══ RECORDS SUPPLIED

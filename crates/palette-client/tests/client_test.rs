//! Contract tests for PaletteClient against a wiremock stand-in for the
//! palette service.
//!
//! | Method | Path | Test |
//! |--------|------|------|
//! | GET    | `/api/palettes` | `list_*` |
//! | GET    | `/api/palettes/{id}` | `get_*` |
//! | POST   | `/api/palettes` | `create_*` |
//! | PUT    | `/api/palettes/{id}` | `update_*` |
//! | DELETE | `/api/palettes/{id}` | `remove_*` |

use palette_client::{ClientError, PaletteClient, PaletteClientConfig};
use palette_core::{PaletteDraft, PaletteId, TextPair};
use serde_json::json;
use wiremock::matchers::{body_json, method, path};
use wiremock::{Mock, MockServer, ResponseTemplate};

/// Build a PaletteClient pointed at a wiremock server.
fn test_client(mock_server: &MockServer) -> PaletteClient {
    let config = PaletteClientConfig {
        base_url: mock_server.uri().parse().unwrap(),
        timeout_secs: 5,
    };
    PaletteClient::new(config).unwrap()
}

fn dusk_draft() -> PaletteDraft {
    PaletteDraft {
        title: "Dusk".into(),
        notes: "evening".into(),
        tags: vec!["Minimal".into()],
        colors: vec!["#112233".into()],
        text_pairs: vec![TextPair::new("#112233", "#eeeeee")],
    }
}

// ── GET /api/palettes ────────────────────────────────────────────────

#[tokio::test]
async fn list_normalizes_every_document() {
    let mock_server = MockServer::start().await;

    Mock::given(method("GET"))
        .and(path("/api/palettes"))
        .respond_with(ResponseTemplate::new(200).set_body_json(json!([
            {
                "id": "a1",
                "title": "Full",
                "notes": "n",
                "tags": ["Bold"],
                "colors": ["#ff0000"],
                "textPairs": [{"background": "#ff0000", "text": "#000000"}]
            },
            {"id": "b2", "title": "Legacy", "tags": "Bold", "notes": 4, "extra": true}
        ])))
        .expect(1)
        .mount(&mock_server)
        .await;

    let palettes = test_client(&mock_server).list().await.unwrap();
    assert_eq!(palettes.len(), 2);
    assert_eq!(palettes[0].tags, vec!["Bold"]);
    assert_eq!(palettes[0].text_pairs[0].text, "#000000");
    assert_eq!(palettes[1].id.as_str(), "b2");
    assert!(palettes[1].tags.is_empty());
    assert_eq!(palettes[1].notes, "");
    assert!(palettes[1].colors.is_empty());
}

#[tokio::test]
async fn list_surfaces_server_error() {
    let mock_server = MockServer::start().await;

    Mock::given(method("GET"))
        .and(path("/api/palettes"))
        .respond_with(ResponseTemplate::new(500).set_body_string("boom"))
        .mount(&mock_server)
        .await;

    match test_client(&mock_server).list().await.unwrap_err() {
        ClientError::Api { status, body, .. } => {
            assert_eq!(status, 500);
            assert_eq!(body, "boom");
        }
        other => panic!("expected Api error, got: {other:?}"),
    }
}

#[tokio::test]
async fn list_rejects_non_json_body() {
    let mock_server = MockServer::start().await;

    Mock::given(method("GET"))
        .and(path("/api/palettes"))
        .respond_with(ResponseTemplate::new(200).set_body_string("<html>"))
        .mount(&mock_server)
        .await;

    let err = test_client(&mock_server).list().await.unwrap_err();
    assert!(matches!(err, ClientError::Deserialization { .. }), "{err:?}");
}

#[tokio::test]
async fn list_rejects_document_without_id() {
    let mock_server = MockServer::start().await;

    Mock::given(method("GET"))
        .and(path("/api/palettes"))
        .respond_with(ResponseTemplate::new(200).set_body_json(json!([{"title": "x"}])))
        .mount(&mock_server)
        .await;

    let err = test_client(&mock_server).list().await.unwrap_err();
    assert!(matches!(err, ClientError::Normalize { .. }), "{err:?}");
}

#[tokio::test]
async fn transport_failure_is_http_error() {
    // Nothing listens on port 9 of localhost.
    let client = PaletteClient::new(PaletteClientConfig {
        base_url: "http://127.0.0.1:9".parse().unwrap(),
        timeout_secs: 2,
    })
    .unwrap();
    let err = client.list().await.unwrap_err();
    assert!(matches!(err, ClientError::Http { .. }), "{err:?}");
}

// ── GET /api/palettes/{id} ───────────────────────────────────────────

#[tokio::test]
async fn get_returns_palette() {
    let mock_server = MockServer::start().await;

    Mock::given(method("GET"))
        .and(path("/api/palettes/a1"))
        .respond_with(
            ResponseTemplate::new(200).set_body_json(json!({"id": "a1", "title": "One"})),
        )
        .mount(&mock_server)
        .await;

    let palette = test_client(&mock_server)
        .get(&PaletteId::new("a1"))
        .await
        .unwrap()
        .unwrap();
    assert_eq!(palette.title, "One");
}

#[tokio::test]
async fn get_returns_none_on_404() {
    let mock_server = MockServer::start().await;

    Mock::given(method("GET"))
        .and(path("/api/palettes/missing"))
        .respond_with(ResponseTemplate::new(404))
        .mount(&mock_server)
        .await;

    let result = test_client(&mock_server)
        .get(&PaletteId::new("missing"))
        .await
        .unwrap();
    assert!(result.is_none());
}

// ── POST /api/palettes ───────────────────────────────────────────────

#[tokio::test]
async fn create_sends_camel_case_draft_and_returns_server_id() {
    let mock_server = MockServer::start().await;

    Mock::given(method("POST"))
        .and(path("/api/palettes"))
        .and(body_json(json!({
            "title": "Dusk",
            "notes": "evening",
            "tags": ["Minimal"],
            "colors": ["#112233"],
            "textPairs": [{"background": "#112233", "text": "#eeeeee"}]
        })))
        .respond_with(ResponseTemplate::new(201).set_body_json(json!({
            "id": "new-id",
            "title": "Dusk",
            "notes": "evening",
            "tags": ["Minimal"],
            "colors": ["#112233"],
            "textPairs": [{"background": "#112233", "text": "#eeeeee"}]
        })))
        .expect(1)
        .mount(&mock_server)
        .await;

    let created = test_client(&mock_server)
        .create(&dusk_draft())
        .await
        .unwrap();
    assert_eq!(created.id.as_str(), "new-id");
    assert_eq!(created.to_draft(), dusk_draft());
}

#[tokio::test]
async fn create_handles_422_validation_error() {
    let mock_server = MockServer::start().await;

    Mock::given(method("POST"))
        .and(path("/api/palettes"))
        .respond_with(ResponseTemplate::new(422).set_body_json(json!({
            "error": {"code": "VALIDATION_ERROR", "message": "title is required"}
        })))
        .mount(&mock_server)
        .await;

    let draft = PaletteDraft::default();
    match test_client(&mock_server).create(&draft).await.unwrap_err() {
        ClientError::Api { status, body, .. } => {
            assert_eq!(status, 422);
            assert!(body.contains("title is required"));
        }
        other => panic!("expected Api error, got: {other:?}"),
    }
}

// ── PUT /api/palettes/{id} ───────────────────────────────────────────

#[tokio::test]
async fn update_puts_to_item_path() {
    let mock_server = MockServer::start().await;

    Mock::given(method("PUT"))
        .and(path("/api/palettes/p1"))
        .respond_with(ResponseTemplate::new(200).set_body_json(json!({
            "id": "p1",
            "title": "Dusk",
            "notes": "evening",
            "tags": ["Minimal"],
            "colors": ["#112233"],
            "textPairs": []
        })))
        .expect(1)
        .mount(&mock_server)
        .await;

    let updated = test_client(&mock_server)
        .update(&PaletteId::new("p1"), &dusk_draft())
        .await
        .unwrap();
    assert_eq!(updated.id.as_str(), "p1");
    assert!(updated.text_pairs.is_empty());
}

// ── DELETE /api/palettes/{id} ────────────────────────────────────────

#[tokio::test]
async fn remove_accepts_204() {
    let mock_server = MockServer::start().await;

    Mock::given(method("DELETE"))
        .and(path("/api/palettes/p1"))
        .respond_with(ResponseTemplate::new(204))
        .expect(1)
        .mount(&mock_server)
        .await;

    test_client(&mock_server)
        .remove(&PaletteId::new("p1"))
        .await
        .unwrap();
}

#[tokio::test]
async fn remove_surfaces_failure() {
    let mock_server = MockServer::start().await;

    Mock::given(method("DELETE"))
        .and(path("/api/palettes/p1"))
        .respond_with(ResponseTemplate::new(503))
        .mount(&mock_server)
        .await;

    let err = test_client(&mock_server)
        .remove(&PaletteId::new("p1"))
        .await
        .unwrap_err();
    assert!(matches!(err, ClientError::Api { status: 503, .. }));
}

════

» WHAT YOU NEED TO DO:
Look through the material and copy each line that has "parse".

» TASK RESULT:
        base_url: mock_server.uri().parse().unwrap(),
        base_url: "http://127.0.0.1:9".parse().unwrap(),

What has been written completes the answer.